Information given:
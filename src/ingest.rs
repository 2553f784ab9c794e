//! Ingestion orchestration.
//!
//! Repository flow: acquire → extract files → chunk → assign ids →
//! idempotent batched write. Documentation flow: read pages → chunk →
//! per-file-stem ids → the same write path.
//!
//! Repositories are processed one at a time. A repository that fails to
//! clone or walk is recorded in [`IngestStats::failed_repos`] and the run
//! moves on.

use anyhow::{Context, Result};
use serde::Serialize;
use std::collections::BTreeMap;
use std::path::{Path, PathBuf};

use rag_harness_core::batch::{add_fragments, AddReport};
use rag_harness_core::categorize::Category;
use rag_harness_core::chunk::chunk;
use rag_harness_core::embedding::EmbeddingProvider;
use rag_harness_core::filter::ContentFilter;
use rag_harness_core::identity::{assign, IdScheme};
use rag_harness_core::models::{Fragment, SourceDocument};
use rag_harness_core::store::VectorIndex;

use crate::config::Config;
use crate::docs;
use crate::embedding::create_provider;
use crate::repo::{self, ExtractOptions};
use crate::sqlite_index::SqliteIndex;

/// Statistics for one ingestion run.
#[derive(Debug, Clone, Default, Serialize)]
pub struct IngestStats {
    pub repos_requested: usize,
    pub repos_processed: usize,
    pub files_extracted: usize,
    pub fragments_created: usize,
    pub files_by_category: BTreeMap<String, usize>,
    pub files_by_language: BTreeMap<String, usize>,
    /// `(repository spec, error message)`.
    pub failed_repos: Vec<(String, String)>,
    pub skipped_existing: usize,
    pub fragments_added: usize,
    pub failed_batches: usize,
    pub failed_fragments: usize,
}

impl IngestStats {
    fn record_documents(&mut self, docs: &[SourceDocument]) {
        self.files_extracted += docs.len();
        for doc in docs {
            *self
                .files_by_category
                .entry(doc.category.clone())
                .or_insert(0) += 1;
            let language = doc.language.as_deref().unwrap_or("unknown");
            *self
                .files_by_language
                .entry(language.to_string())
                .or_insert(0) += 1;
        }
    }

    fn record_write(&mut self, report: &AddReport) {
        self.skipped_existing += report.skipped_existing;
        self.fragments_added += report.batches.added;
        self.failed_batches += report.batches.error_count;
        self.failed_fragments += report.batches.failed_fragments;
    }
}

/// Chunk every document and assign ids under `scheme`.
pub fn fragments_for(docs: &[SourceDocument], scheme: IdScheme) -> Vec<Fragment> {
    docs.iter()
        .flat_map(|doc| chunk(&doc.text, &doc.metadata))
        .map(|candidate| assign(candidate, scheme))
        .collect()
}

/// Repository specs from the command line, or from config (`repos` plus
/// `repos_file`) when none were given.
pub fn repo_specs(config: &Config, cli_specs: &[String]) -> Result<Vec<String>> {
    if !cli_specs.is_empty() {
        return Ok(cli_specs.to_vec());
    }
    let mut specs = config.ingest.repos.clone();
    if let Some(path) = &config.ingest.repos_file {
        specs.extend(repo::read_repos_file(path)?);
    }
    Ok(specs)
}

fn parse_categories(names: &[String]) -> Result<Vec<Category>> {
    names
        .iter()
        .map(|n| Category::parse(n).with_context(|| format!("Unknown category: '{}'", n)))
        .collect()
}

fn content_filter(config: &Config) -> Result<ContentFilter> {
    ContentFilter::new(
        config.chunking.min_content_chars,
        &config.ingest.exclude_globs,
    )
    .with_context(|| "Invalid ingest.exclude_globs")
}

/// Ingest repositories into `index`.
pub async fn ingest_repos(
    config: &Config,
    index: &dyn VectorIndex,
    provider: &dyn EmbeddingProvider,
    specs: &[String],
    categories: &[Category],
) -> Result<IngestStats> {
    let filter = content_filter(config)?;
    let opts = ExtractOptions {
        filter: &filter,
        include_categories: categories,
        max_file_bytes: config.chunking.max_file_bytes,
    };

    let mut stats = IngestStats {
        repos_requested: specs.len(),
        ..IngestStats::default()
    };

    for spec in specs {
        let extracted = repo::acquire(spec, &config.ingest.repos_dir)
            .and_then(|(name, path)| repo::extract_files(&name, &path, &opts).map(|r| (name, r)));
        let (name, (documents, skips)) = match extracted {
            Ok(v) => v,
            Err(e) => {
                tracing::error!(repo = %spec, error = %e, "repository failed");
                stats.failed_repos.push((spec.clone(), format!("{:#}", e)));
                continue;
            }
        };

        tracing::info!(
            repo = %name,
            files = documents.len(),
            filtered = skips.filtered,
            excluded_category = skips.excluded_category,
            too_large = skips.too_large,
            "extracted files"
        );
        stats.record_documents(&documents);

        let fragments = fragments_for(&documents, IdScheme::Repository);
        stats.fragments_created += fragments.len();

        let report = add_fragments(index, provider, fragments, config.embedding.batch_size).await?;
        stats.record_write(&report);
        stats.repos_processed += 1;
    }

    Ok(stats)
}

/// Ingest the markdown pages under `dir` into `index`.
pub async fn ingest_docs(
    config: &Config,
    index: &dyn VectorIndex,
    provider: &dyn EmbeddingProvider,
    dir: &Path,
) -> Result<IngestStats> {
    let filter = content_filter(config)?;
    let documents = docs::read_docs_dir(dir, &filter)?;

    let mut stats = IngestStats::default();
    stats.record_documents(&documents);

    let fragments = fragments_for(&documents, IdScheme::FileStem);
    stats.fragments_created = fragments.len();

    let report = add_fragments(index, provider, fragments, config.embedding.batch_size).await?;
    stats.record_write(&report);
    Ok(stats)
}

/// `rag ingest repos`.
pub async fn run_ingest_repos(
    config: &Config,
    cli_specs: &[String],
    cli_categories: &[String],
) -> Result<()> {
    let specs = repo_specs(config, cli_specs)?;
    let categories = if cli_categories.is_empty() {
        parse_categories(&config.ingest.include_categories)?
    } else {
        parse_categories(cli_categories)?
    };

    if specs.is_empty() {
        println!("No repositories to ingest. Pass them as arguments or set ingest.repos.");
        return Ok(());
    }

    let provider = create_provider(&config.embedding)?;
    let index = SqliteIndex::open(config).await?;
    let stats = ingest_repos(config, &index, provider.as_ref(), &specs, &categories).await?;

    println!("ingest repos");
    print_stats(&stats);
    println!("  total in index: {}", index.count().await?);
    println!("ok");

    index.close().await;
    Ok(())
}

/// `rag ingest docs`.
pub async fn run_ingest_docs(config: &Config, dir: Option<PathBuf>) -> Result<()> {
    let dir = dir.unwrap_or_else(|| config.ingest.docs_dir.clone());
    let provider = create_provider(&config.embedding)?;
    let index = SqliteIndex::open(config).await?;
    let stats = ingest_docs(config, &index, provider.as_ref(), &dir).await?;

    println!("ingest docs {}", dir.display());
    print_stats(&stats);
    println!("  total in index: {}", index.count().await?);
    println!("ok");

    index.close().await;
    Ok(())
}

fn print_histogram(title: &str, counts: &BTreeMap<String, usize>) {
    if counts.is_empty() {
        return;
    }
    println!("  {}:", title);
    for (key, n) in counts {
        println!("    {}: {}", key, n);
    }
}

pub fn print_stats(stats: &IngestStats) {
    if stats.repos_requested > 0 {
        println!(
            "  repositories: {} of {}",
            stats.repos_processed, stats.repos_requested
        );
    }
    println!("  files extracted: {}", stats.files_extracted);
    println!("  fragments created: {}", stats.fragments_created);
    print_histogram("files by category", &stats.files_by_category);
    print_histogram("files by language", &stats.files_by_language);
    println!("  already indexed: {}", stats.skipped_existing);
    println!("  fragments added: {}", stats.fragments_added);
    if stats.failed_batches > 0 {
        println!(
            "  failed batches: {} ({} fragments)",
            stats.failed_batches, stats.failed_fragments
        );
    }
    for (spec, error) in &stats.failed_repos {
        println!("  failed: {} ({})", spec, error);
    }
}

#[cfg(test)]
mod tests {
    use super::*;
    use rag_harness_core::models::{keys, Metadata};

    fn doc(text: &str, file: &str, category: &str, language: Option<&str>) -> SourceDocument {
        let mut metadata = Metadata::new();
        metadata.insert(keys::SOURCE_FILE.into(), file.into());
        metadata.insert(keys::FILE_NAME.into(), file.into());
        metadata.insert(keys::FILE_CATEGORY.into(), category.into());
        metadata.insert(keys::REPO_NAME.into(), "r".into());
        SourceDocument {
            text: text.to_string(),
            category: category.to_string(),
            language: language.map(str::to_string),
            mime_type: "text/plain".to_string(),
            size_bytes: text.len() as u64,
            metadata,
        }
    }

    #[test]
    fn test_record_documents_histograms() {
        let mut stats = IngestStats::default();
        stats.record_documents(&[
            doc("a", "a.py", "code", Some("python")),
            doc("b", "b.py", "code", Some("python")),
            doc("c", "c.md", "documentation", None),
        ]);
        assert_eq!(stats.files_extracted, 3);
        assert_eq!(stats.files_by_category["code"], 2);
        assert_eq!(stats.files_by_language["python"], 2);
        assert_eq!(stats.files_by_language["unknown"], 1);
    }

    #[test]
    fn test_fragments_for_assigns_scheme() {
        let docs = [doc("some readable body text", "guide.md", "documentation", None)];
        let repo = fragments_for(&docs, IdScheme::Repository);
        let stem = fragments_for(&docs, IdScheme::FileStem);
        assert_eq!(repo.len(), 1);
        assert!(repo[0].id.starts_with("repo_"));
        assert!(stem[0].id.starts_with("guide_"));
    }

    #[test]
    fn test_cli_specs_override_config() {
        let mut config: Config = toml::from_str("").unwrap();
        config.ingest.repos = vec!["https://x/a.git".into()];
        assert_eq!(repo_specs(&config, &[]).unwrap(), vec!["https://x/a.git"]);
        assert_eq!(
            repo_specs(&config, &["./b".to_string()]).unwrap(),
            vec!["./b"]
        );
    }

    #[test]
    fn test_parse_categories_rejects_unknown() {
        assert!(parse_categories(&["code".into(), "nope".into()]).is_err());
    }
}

Work to complete: A line qualifies when it holds the word "SourceDocument"; report all qualifying lines from the records above.

Your solution:
use rag_harness_core::models::{Fragment, SourceDocument};
    fn record_documents(&mut self, docs: &[SourceDocument]) {
pub fn fragments_for(docs: &[SourceDocument], scheme: IdScheme) -> Vec<Fragment> {
    fn doc(text: &str, file: &str, category: &str, language: Option<&str>) -> SourceDocument {
        SourceDocument {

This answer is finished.